Scientific classification
- Kingdom: Plantae
- Clade: Tracheophytes
- Clade: Angiosperms
- Clade: Monocots
- Order: Asparagales
- Family: Iridaceae
- Genus: Iris
- Subgenus: Iris subg. Limniris
- Section: Iris sect. Limniris
- Series: Iris ser. Laevigatae
- Species: I. virginica
- Binomial name: Iris virginica L.
- Synonyms: Iris caroliniana S.Watson ; Iris convoluta Raf. ; Iris georgiana Britton ; Iris shrevei Small ; Iris versicolor var. shrevei (Small) B.Boivin ; Iris versicolor var. virginica (L.) Baker ; Iris versicolor f. virginica (L.) Voss ; Iris virginica var. shrevei (Small) E.S.Anderson ; Iris virginica var. virginica (none known) ; Limniris virginica (L.) Rodion. ; Xiphion virginicum (L.) Alef.;

= Iris virginica =

- Genus: Iris
- Species: virginica
- Authority: L.
- Conservation status: LC

Species of flowering plant

Iris virginica, with the common name Virginia blueflag, Virginia iris, great blue flag, or southern blue flag, is a perennial species of flowering plant in the Iridaceae (iris) family, native to central and eastern North America.

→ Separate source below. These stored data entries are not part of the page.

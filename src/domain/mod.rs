//! Fundamental value types of the interest-rate-swap domain.
//!
//! Ticks, tick ranges, sqrt prices, fixed-point amounts, timestamps and
//! swap requests/outcomes.  All types are newtypes with validated
//! constructors so that an invalid value cannot be named.

mod address;
mod rounding;
mod sqrt_price;
mod swap_params;
mod swap_result;
mod term;
mod tick;
mod tick_range;
mod wad;

pub use address::Address;
pub use rounding::Rounding;
pub use sqrt_price::{SqrtPriceX96, Q96};
pub use swap_params::{SwapParams, TakerSide};
pub use swap_result::SwapOutcome;
pub use term::{seconds_to_years, TermWindow, Timestamp, SECONDS_PER_YEAR};
pub use tick::{Tick, MAX_TICK, MIN_TICK};
pub use tick_range::TickRange;
pub use wad::{Wad, WAD};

It was identified as a separate species by Edgar Anderson, and is one of the three Iris species in Anderson's Iris flower data set, used by Ronald Fisher in his 1936 paper "The use of multiple measurements in taxonomic problems" as an example of linear discriminant analysis.

==Description==
Iris virginica is a perennial plant that grows up to 2-3 ft tall. The plant's sword-shaped basal leaves are erect or sometimes arching and measure up to 3 ft long and 1 in across at the base. The leaves have smooth margins and are bluish green to green and glabrous. Unbranched or sparingly branched flowering stalks rise from the basal leaves to a height of up to 2-3 ft. Small, alternate leaves are located on the stalks, with 1 to 2 flowers emerging from the axil of each of these leaves on pedicels that are 1-5 in long.

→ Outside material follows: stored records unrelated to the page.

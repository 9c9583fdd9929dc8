//! Signed 18-decimal fixed-point number.

use core::fmt;

/// Number of base units in one whole [`Wad`].
pub const WAD: i128 = 1_000_000_000_000_000_000;

/// A signed fixed-point value with 18 decimals.
///
/// `Wad` is the unit of account for margins, fixed/variable token balances,
/// fees, rates and calculator parameters.  A token quantity of `100` is
/// `Wad::from_integer(100)`; a rate of 1% expressed as a fraction is
/// `Wad::from_raw(10_000_000_000_000_000)`.
///
/// Inherent arithmetic is checked and returns `None` on overflow.
/// Multiplication and division live on
/// [`CheckedArithmetic`](crate::math::CheckedArithmetic), which takes an
/// explicit rounding direction.
///
/// # Examples
///
/// ```
/// use irs_amm::domain::Wad;
///
/// let a = Wad::from_integer(3);
/// let b = Wad::from_integer(-5);
/// assert_eq!(a.checked_add(&b), Some(Wad::from_integer(-2)));
/// assert!(b.is_negative());
/// assert_eq!(Wad::from_integer(2).to_string(), "2.000000000000000000");
/// ```
#[derive(Debug, Clone, Copy, PartialEq, Eq, PartialOrd, Ord, Hash, Default)]
#[cfg_attr(feature = "serde", derive(serde::Serialize, serde::Deserialize))]
#[must_use]
pub struct Wad(i128);

impl Wad {
    /// Zero.
    pub const ZERO: Self = Self(0);

    /// One whole unit.
    pub const ONE: Self = Self(WAD);

    /// Largest representable value.
    pub const MAX: Self = Self(i128::MAX);

    /// Smallest representable value.
    pub const MIN: Self = Self(i128::MIN);

    /// Wraps a raw value already scaled by `10^18`.
    pub const fn from_raw(raw: i128) -> Self {
        Self(raw)
    }

    /// Scales a whole number by `10^18`.  Every `i64` fits.
    pub const fn from_integer(value: i64) -> Self {
        Self(value as i128 * WAD)
    }

    /// `numerator / denominator` rounded towards zero.
    ///
    /// Returns `None` if `denominator` is zero.
    #[must_use]
    pub const fn from_fraction(numerator: i64, denominator: i64) -> Option<Self> {
        if denominator == 0 {
            return None;
        }
        Some(Self(numerator as i128 * WAD / denominator as i128))
    }

    /// Returns the raw scaled value.
    #[must_use]
    pub const fn raw(&self) -> i128 {
        self.0
    }

    /// Returns `true` if zero.
    #[must_use]
    pub const fn is_zero(&self) -> bool {
        self.0 == 0
    }

    /// Returns `true` if strictly negative.
    #[must_use]
    pub const fn is_negative(&self) -> bool {
        self.0 < 0
    }

    /// Returns `true` if strictly positive.
    #[must_use]
    pub const fn is_positive(&self) -> bool {
        self.0 > 0
    }

    /// Magnitude as raw `u128`.
    #[must_use]
    pub const fn unsigned_abs(&self) -> u128 {
        self.0.unsigned_abs()
    }

    /// Checked addition.
    #[must_use]
    pub const fn checked_add(&self, other: &Self) -> Option<Self> {
        match self.0.checked_add(other.0) {
            Some(v) => Some(Self(v)),
            None => None,
        }
    }

    /// Checked subtraction.
    #[must_use]
    pub const fn checked_sub(&self, other: &Self) -> Option<Self> {
        match self.0.checked_sub(other.0) {
            Some(v) => Some(Self(v)),
            None => None,
        }
    }

    /// Checked negation.  Fails only for [`Wad::MIN`].
    #[must_use]
    pub const fn checked_neg(&self) -> Option<Self> {
        match self.0.checked_neg() {
            Some(v) => Some(Self(v)),
            None => None,
        }
    }

    /// Clamps negative values to zero.
    pub const fn clamp_non_negative(&self) -> Self {
        if self.0 < 0 {
            Self::ZERO
        } else {
            *self
        }
    }
}

impl fmt::Display for Wad {
    fn fmt(&self, f: &mut fmt::Formatter<'_>) -> fmt::Result {
        let sign = if self.0 < 0 { "-" } else { "" };
        let magnitude = self.0.unsigned_abs();
        let scale = WAD.unsigned_abs();
        write!(
            f,
            "{sign}{}.{:018}",
            magnitude / scale,
            magnitude % scale
        )
    }
}

#[cfg(test)]
mod tests {
    use super::*;

    #[test]
    fn constants() {
        assert_eq!(Wad::ZERO.raw(), 0);
        assert_eq!(Wad::ONE.raw(), WAD);
        assert_eq!(Wad::from_integer(7).raw(), 7 * WAD);
    }

    #[test]
    fn fractions() {
        assert_eq!(Wad::from_fraction(1, 2), Some(Wad::from_raw(WAD / 2)));
        assert_eq!(Wad::from_fraction(-1, 4), Some(Wad::from_raw(-WAD / 4)));
        assert_eq!(Wad::from_fraction(1, 0), None);
    }

    #[test]
    fn checked_ops() {
        let a = Wad::from_integer(5);
        let b = Wad::from_integer(8);
        assert_eq!(a.checked_sub(&b), Some(Wad::from_integer(-3)));
        assert_eq!(Wad::MAX.checked_add(&Wad::ONE), None);
        assert_eq!(Wad::MIN.checked_sub(&Wad::ONE), None);
        assert_eq!(Wad::MIN.checked_neg(), None);
        assert_eq!(a.checked_neg(), Some(Wad::from_integer(-5)));
    }

    #[test]
    fn sign_helpers() {
        assert!(Wad::from_integer(-1).is_negative());
        assert!(Wad::ONE.is_positive());
        assert!(Wad::ZERO.is_zero());
        assert_eq!(Wad::from_integer(-4).clamp_non_negative(), Wad::ZERO);
        assert_eq!(Wad::from_integer(-4).unsigned_abs(), 4 * WAD.unsigned_abs());
    }

    #[test]
    fn display() {
        assert_eq!(Wad::from_raw(-1_500_000_000_000_000_000).to_string(), "-1.500000000000000000");
        assert_eq!(Wad::from_raw(1).to_string(), "0.000000000000000001");
    }
}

The flowers, which bloom May to July, are blue to blue-violet and are a typical iris shape. Each flower has 3 drooping sepals, called "falls", that have white marks and yellow near the throat, and 3 upright petals, called "standards". Flowers measure 1-5 in across.

==Distribution and habitat==
Iris virginica is native in the United States from Nebraska to the west, Florida and Texas to the south, New York to the east, and the Canadian border to the north. In Canada, it is native in Ontario and Quebec. It grows in wet areas, sometimes in shallow water, including marshes, wet meadows, swamps, river bottoms, sloughs, ditches, bottomland prairies, edges of sinkhole ponds, and in shallow water.

==Uses==
The Cherokee use this medicinal plant for traditional medicinal uses. The root is pounded into a paste that is used as a salve for the skin. An infusion made from the root is used to treat ailments of the liver, and a decoction of the root is used to treat "yellowish urine".

It may be one of the Iris species used by the Seminole to treat "shock following alligator-bite".

Iris virginica is one of three iris species in Ronald Fisher's Iris flower data set.